Masked vector intrinsics and name mangling

Hi,

The proposed masked vector intrinsics are overloaded - one intrinsic ID for multiple types.
After name mangling it will look like:

%res = call <16 x i32> @llvm.masked.load.v16i32.p0i32.v16i32.i32.v16i1(i32* %addr, <16 x i32>%passthru, i32 4, <16 x i1> %mask)
6 types x 3 vector sizes = 18 names for one operation

I propose to remove name mangling from these intrinsics:
%res = call <16 x i32> @llvm.masked.load (i32* %addr, <16 x i32>%passthru, i32 4, <16 x i1> %mask)

def int_masked_load :
Intrinsic<[llvm_anyvector_ty], [llvm_anyptr_ty, llvm_anyvector_ty, llvm_anyint_ty, llvm_anyvector_ty],
[IntrReadArgMem, NoNameMangling]>; // new property

It will significantly simplify reading and manual writing.
What do you think?

Thank you.

  • Elena

From: "Elena Demikhovsky" <elena.demikhovsky@intel.com>
To: llvmdev@cs.uiuc.edu
Sent: Sunday, October 26, 2014 5:34:46 AM
Subject: [LLVMdev] Masked vector intrinsics and name mangling

Hi,

The proposed masked vector intrinsics are overloaded - one intrinsic
ID for multiple types.
After name mangling it will look like:

%res = call <16 x i32>
@llvm.masked.load.v16i32.p0i32.v16i32.i32.v16i1(i32* %addr, <16 x
i32>%passthru, i32 4, <16 x i1> %mask)
6 types x 3 vector sizes = 18 names for one operation

I propose to remove name mangling from these intrinsics:
%res = call <16 x i32> @llvm.masked.load (i32* %addr, <16 x
i32>%passthru, i32 4, <16 x i1> %mask)

def int_masked_load :
Intrinsic<[llvm_anyvector_ty], [llvm_anyptr_ty, llvm_anyvector_ty,
llvm_anyint_ty, llvm_anyvector_ty],
[IntrReadArgMem, NoNameMangling]>; // new property

It will significantly simplify reading and manual writing.
What do you think?

We already have this kind of situation for @llvm.memcpy and friends, and while it can make the IR look verbose at times, we have reasonable interfaces for creating and manipulating these at the C++ level, so I don't think it is worthwhile to further complicate the system.

-Hal

Hal, thank you for your opinion.
I just was confused when I saw so long name " llvm.masked.load.v16i32.p0i32.v16i32.i32.v16i1" .
If we stay with a short name, we do a step towards instruction form.

- Elena

From: "Elena Demikhovsky" <elena.demikhovsky@intel.com>
To: "Hal Finkel" <hfinkel@anl.gov>
Cc: llvmdev@cs.uiuc.edu
Sent: Sunday, October 26, 2014 10:17:49 AM
Subject: RE: [LLVMdev] Masked vector intrinsics and name mangling

Hal, thank you for your opinion.
I just was confused when I saw so long name "
llvm.masked.load.v16i32.p0i32.v16i32.i32.v16i1" .
If we stay with a short name, we do a step towards instruction form.
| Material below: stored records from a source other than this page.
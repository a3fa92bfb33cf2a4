use std::fmt::{Display, Formatter, Result as FmtResult};
use std::str::FromStr;

/// Blob storage backend types
#[derive(Debug, Clone, Copy, PartialEq, Eq, serde::Serialize, serde::Deserialize)]
#[serde(rename_all = "lowercase")]
pub enum StorageBackend {
    S3,
    Local,
}

impl FromStr for StorageBackend {
    type Err = anyhow::Error;

    fn from_str(s: &str) -> Result<Self, Self::Err> {
        match s.to_lowercase().as_str() {
            "s3" => Ok(StorageBackend::S3),
            "local" => Ok(StorageBackend::Local),
            _ => Err(anyhow::anyhow!("Invalid storage backend: {}", s)),
        }
    }
}

impl Display for StorageBackend {
    fn fmt(&self, f: &mut Formatter<'_>) -> FmtResult {
        match self {
            StorageBackend::S3 => write!(f, "s3"),
            StorageBackend::Local => write!(f, "local"),
        }
    }
}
I completely understand, I just don't think it matters all that much, and the logic necessary to handle it will just become a source of bugs (and thus a distraction). You don't need to worry about the exact mangled name when working with the intrinsic at the IR level. Let's get the intrinsic in first, we can always shorten the name later in a backward-compatible fashion if we decide it is worthwhile. I think one could make an argument that the mangling is really unnecessary on all of the intrinsics, and maybe this is an improvement worth making, but I think we should deal with it as a separate matter.

Thanks again,
Hal

From: "Elena Demikhovsky" <elena.demikhovsky@intel.com>
To: "Hal Finkel" <hfinkel@anl.gov>
Cc: llvmdev@cs.uiuc.edu
Sent: Sunday, October 26, 2014 10:17:49 AM
Subject: RE: [LLVMdev] Masked vector intrinsics and name mangling

Hal, thank you for your opinion.
I just was confused when I saw so long name "
llvm.masked.load.v16i32.p0i32.v16i32.i32.v16i1" .
If we stay with a short name, we do a step towards instruction form.
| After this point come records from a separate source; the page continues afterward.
use mira_core::models::{Document, NewAuditLogEntry, NewDocument, ACTION_UPLOAD_DOCUMENT};
use mira_core::AppError;
use serde_json::json;
use sqlx::{PgPool, Postgres};
use uuid::Uuid;

use super::audit;
use crate::db::transaction::with_transaction;

#[derive(Clone)]
pub struct DocumentRepository {
    pool: PgPool,
}

impl DocumentRepository {
    pub fn new(pool: PgPool) -> Self {
        Self { pool }
    }

    /// Insert a ledger row and its `upload_document` audit entry in one
    /// transaction.
    #[tracing::instrument(
        skip(self, doc),
        fields(db.table = "documents", db.operation = "insert", tenant_id = %doc.tenant_id)
    )]
    pub async fn create_with_audit(&self, doc: NewDocument) -> Result<Document, AppError> {
        let document = with_transaction(&self.pool, move |conn| {
            Box::pin(async move {
                let document = sqlx::query_as::<Postgres, Document>(
                    r#"
                    INSERT INTO documents (company_id, user_id, filename, path, size, sha256)
                    VALUES ($1, $2, $3, $4, $5, $6)
                    RETURNING *
                    "#,
                )
                .bind(doc.tenant_id)
                .bind(doc.principal_id)
                .bind(&doc.filename)
                .bind(&doc.path)
                .bind(doc.size)
                .bind(&doc.sha256)
                .fetch_one(&mut *conn)
                .await
                .map_err(|e| {
                    tracing::error!(error = %e, "Failed to insert document");
                    AppError::Database(e)
                })?;

                let entry = NewAuditLogEntry {
                    tenant_id: document.tenant_id,
                    principal_id: document.principal_id,
                    action: ACTION_UPLOAD_DOCUMENT.to_string(),
                    doc_id: Some(document.id),
                    meta_json: Some(json!({
                        "filename": document.filename,
                        "path": document.path,
                    })),
                };
                audit::append_in(conn, &entry).await?;

                Ok(document)
            })
        })
        .await?;

        tracing::info!(
            doc_id = %document.id,
            filename = %document.filename,
            size_bytes = document.size,
            "Document recorded"
        );

        Ok(document)
    }

    /// Documents of a tenant, newest first.
    #[tracing::instrument(skip(self), fields(db.table = "documents", db.operation = "select"))]
    pub async fn list_by_tenant(
        &self,
        tenant_id: Uuid,
        limit: i64,
    ) -> Result<Vec<Document>, AppError> {
        sqlx::query_as::<Postgres, Document>(
            r#"
            SELECT * FROM documents
            WHERE company_id = $1
            ORDER BY uploaded_at DESC
            LIMIT $2
            "#,
        )
        .bind(tenant_id)
        .bind(limit)
        .fetch_all(&self.pool)
        .await
        .map_err(|e| {
            tracing::error!(error = %e, tenant_id = %tenant_id, "Failed to list documents");
            AppError::Database(e)
        })
    }

    #[tracing::instrument(skip(self), fields(db.table = "documents", db.operation = "count"))]
    pub async fn count_all(&self) -> Result<i64, AppError> {
        sqlx::query_scalar::<Postgres, i64>("SELECT COUNT(*) FROM documents")
            .fetch_one(&self.pool)
            .await
            .map_err(|e| {
                tracing::error!(error = %e, "Failed to count documents");
                AppError::Database(e)
            })
    }

    /// Most recent documents across all tenants, for diagnostics.
    #[tracing::instrument(skip(self), fields(db.table = "documents", db.operation = "select"))]
    pub async fn recent(&self, limit: i64) -> Result<Vec<Document>, AppError> {
        sqlx::query_as::<Postgres, Document>(
            "SELECT * FROM documents ORDER BY uploaded_at DESC LIMIT $1",
        )
        .bind(limit)
        .fetch_all(&self.pool)
        .await
        .map_err(|e| {
            tracing::error!(error = %e, "Failed to list recent documents");
            AppError::Database(e)
        })
    }
}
I completely understand, I just don't think it matters all that much, and the logic necessary to handle it will just become a source of bugs (and thus a distraction). You don't need to worry about the exact mangled name when working with the intrinsic at the IR level. Let's get the intrinsic in first, we can always shorten the name later in a backward-compatible fashion if we decide it is worthwhile. I think one could make an argument that the mangling is really unnecessary on all of the intrinsics, and maybe this is an improvement worth making, but I think we should deal with it as a separate matter.

I agree with Hal on both points here. It's worth discussing how to remove mangling for all intrinsics, but that should be a separate discussion.

+1 for the proposed intrinsics

Philip

Thank you. I'll reopen the question when I will have the intrinsics completed.

- Elena

Thank you. I’ll reopen the question when I will have the intrinsics completed.

I think we can actually handle this with only a minor improvement to the existing intrinsic code. For example, fabs is defined as

def int_fabs : Intrinsic<[llvm_anyfloat_ty], [LLVMMatchType<0>]>;

and so you can just write one type, not two: @llvm.fabs.f64(double %Val)

Similarly, you gave this definition

def int_masked_load :
Intrinsic<[llvm_anyvector_ty], [llvm_anyptr_ty, llvm_anyvector_ty, llvm_anyint_ty, llvm_anyvector_ty],
[IntrReadArgMem, NoNameMangling]>; // new property

but we could add some new types (and force alignment to i32 which matches memcpy) to make it

def int_masked_load :
Intrinsic<[llvm_anyvector_ty], [LLVMPointerToType<0>, LLVMMatchType<0>, llvm_i32_ty, LLVMVectorWithSameWidth<0, llvm_i1_ty>],
[IntrReadArgMem]>;

Now LLVM can infer everything from the return type and so the whole name here is

%res = call <16 x i32> @llvm.masked.load.v16i32(<16 x i32>* %addr, <16 x i32>%passthru, i32 4, <16 x i1> %mask)

Note that i’ve defined ‘LLVMPointerToType<0>’ here which would make the first argument a vector pointer. If you prefer the scalar as you originally gave then i’m sure we can define something even more complicated like ‘LLVMPointerToType<LLVMGetScalarType<0>>’

Thanks,
Pete

Thank you, I’ll take it.